Task description: Go through the records, and copy each line in which the string "CategoryRequest" is present.

(Dataset entries)
▼▼▼
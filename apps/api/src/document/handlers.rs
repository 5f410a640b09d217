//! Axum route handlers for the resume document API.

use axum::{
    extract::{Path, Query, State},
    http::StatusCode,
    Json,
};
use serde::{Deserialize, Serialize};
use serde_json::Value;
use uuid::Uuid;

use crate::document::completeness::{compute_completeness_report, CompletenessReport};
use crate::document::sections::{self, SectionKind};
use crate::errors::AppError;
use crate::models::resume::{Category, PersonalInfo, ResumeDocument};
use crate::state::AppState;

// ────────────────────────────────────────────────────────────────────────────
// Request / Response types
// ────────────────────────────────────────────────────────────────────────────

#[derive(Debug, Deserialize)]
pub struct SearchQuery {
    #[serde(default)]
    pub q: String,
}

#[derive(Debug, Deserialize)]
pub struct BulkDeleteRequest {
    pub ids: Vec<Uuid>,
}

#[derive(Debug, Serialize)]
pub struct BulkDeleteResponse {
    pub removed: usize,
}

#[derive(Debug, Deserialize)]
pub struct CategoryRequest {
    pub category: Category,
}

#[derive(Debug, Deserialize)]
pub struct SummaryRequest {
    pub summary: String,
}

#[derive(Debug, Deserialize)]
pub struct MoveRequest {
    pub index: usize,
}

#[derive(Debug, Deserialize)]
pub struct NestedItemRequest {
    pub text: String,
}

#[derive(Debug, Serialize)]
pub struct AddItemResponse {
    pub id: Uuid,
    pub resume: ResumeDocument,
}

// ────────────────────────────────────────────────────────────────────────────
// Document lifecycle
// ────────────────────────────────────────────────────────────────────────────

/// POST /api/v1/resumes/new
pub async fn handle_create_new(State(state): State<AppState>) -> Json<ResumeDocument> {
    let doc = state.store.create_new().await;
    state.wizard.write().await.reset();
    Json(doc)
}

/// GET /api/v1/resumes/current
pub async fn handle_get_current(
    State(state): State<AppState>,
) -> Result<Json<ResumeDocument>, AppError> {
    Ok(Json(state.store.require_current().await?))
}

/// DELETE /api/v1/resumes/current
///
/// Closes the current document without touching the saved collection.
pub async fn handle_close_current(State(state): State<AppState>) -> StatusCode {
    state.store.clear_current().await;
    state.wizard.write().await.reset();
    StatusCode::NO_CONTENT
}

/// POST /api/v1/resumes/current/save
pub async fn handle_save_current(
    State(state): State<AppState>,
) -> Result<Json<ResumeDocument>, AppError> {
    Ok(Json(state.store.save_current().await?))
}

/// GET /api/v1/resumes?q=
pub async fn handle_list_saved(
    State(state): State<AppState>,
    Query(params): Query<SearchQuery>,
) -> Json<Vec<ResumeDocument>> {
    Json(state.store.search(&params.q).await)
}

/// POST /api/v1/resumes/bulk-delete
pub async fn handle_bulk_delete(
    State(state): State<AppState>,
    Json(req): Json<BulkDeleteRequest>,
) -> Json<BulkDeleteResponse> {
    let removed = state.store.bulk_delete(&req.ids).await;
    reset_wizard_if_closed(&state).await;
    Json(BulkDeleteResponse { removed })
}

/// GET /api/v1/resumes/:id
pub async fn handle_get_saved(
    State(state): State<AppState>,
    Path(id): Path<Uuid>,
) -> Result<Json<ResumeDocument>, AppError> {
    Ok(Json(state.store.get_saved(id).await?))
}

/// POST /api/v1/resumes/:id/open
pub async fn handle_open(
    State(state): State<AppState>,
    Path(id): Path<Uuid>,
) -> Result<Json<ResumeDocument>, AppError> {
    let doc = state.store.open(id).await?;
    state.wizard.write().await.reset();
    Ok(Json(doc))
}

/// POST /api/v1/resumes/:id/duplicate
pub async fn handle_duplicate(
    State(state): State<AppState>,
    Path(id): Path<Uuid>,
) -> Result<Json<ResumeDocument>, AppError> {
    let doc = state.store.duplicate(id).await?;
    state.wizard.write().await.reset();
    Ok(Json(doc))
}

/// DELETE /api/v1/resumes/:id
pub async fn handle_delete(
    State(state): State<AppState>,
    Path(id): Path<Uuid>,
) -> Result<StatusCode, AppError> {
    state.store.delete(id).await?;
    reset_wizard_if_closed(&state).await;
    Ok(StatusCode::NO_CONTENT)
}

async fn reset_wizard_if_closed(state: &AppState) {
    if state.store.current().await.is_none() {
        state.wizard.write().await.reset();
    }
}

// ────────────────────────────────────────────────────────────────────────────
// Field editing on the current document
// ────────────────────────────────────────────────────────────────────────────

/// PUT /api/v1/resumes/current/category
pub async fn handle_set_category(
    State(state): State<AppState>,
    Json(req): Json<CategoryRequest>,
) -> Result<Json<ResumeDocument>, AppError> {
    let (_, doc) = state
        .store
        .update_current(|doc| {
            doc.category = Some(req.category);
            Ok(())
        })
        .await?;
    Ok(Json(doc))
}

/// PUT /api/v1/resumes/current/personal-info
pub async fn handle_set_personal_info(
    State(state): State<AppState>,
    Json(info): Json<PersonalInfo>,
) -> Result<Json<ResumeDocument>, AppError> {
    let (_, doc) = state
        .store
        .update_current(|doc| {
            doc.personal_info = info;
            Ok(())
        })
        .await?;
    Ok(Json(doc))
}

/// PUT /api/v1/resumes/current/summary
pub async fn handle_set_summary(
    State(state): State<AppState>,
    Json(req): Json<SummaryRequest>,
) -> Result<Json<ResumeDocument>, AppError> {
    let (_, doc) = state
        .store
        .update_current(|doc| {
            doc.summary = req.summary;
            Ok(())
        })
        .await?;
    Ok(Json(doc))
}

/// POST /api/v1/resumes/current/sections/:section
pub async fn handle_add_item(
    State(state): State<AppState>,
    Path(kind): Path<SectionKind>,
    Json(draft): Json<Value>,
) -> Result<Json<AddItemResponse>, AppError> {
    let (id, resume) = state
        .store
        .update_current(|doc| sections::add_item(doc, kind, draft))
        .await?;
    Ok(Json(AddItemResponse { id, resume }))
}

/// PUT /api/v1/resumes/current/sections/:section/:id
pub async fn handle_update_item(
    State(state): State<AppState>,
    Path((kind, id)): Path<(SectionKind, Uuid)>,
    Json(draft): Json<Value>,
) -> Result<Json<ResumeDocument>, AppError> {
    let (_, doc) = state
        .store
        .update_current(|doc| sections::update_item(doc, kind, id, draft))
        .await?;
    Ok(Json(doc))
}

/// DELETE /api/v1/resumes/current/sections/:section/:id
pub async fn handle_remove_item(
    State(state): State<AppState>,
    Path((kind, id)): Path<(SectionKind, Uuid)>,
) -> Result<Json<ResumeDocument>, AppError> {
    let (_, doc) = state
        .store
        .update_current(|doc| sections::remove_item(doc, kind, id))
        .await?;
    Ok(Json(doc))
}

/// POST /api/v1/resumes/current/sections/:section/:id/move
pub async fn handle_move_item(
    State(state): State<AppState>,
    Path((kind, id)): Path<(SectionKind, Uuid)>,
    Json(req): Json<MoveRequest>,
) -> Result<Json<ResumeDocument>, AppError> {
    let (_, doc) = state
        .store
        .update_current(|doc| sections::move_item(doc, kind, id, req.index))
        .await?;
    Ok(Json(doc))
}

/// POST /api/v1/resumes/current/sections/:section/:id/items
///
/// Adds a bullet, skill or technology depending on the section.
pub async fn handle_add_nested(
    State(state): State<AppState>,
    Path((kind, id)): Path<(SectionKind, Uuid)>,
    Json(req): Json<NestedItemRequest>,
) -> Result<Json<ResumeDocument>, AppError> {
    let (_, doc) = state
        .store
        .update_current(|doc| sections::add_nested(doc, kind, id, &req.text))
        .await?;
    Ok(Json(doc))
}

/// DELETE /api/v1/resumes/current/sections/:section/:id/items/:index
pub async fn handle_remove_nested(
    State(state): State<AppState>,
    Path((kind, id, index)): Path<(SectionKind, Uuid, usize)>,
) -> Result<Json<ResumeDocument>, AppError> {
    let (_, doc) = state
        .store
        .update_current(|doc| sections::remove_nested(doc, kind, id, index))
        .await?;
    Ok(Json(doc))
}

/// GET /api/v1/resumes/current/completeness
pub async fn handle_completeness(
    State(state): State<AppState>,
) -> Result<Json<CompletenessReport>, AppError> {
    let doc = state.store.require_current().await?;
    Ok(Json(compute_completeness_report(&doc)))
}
▲▲▲
Answer to the problem:
pub struct CategoryRequest {
    Json(req): Json<CategoryRequest>,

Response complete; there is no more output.